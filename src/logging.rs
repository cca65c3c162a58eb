use std::time::Instant;

use axum::{
    extract::{MatchedPath, Request},
    middleware::Next,
    response::Response,
};
use tracing::{error, info, warn};

/// Request logging: one line in, one line out, tagged with a per-request id
/// and the matched route (not the raw URI, so path parameters don't explode
/// the cardinality of the logs).
pub async fn logging_middleware(req: Request, next: Next) -> Response {
    let start = Instant::now();
    let method = req.method().clone();
    let uri = req.uri().clone();
    let matched_path = req
        .extensions()
        .get::<MatchedPath>()
        .map(|p| p.as_str().to_string())
        .unwrap_or_else(|| uri.path().to_string());

    let request_id = uuid::Uuid::new_v4().to_string();

    info!(
        request_id = %request_id,
        method = %method,
        path = %matched_path,
        "Incoming request"
    );

    let response = next.run(req).await;
    let latency = start.elapsed();
    let status = response.status();

    match status.as_u16() {
        400..=499 => {
            warn!(
                request_id = %request_id,
                method = %method,
                path = %matched_path,
                status = %status.as_u16(),
                latency_ms = %latency.as_millis(),
                "Client error"
            );
        }
        500..=599 => {
            error!(
                request_id = %request_id,
                method = %method,
                path = %matched_path,
                status = %status.as_u16(),
                latency_ms = %latency.as_millis(),
                "Server error"
            );
        }
        _ => {
            info!(
                request_id = %request_id,
                method = %method,
                path = %matched_path,
                status = %status.as_u16(),
                latency_ms = %latency.as_millis(),
                "Request completed"
            );
        }
    }

    response
}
===
* Work to be completed
Return exactly, please, the lines of the material from the first one down to and including the line where "let status = response.status();" appears.

* Answer
filename src/logging.rs
repository cca65c3c162a58eb
use std::time::Instant;

use axum::{
    extract::{MatchedPath, Request},
    middleware::Next,
    response::Response,
};
use tracing::{error, info, warn};

/// Request logging: one line in, one line out, tagged with a per-request id
/// and the matched route (not the raw URI, so path parameters don't explode
/// the cardinality of the logs).
pub async fn logging_middleware(req: Request, next: Next) -> Response {
    let start = Instant::now();
    let method = req.method().clone();
    let uri = req.uri().clone();
    let matched_path = req
        .extensions()
        .get::<MatchedPath>()
        .map(|p| p.as_str().to_string())
        .unwrap_or_else(|| uri.path().to_string());

    let request_id = uuid::Uuid::new_v4().to_string();

    info!(
        request_id = %request_id,
        method = %method,
        path = %matched_path,
        "Incoming request"
    );

    let response = next.run(req).await;
    let latency = start.elapsed();
    let status = response.status();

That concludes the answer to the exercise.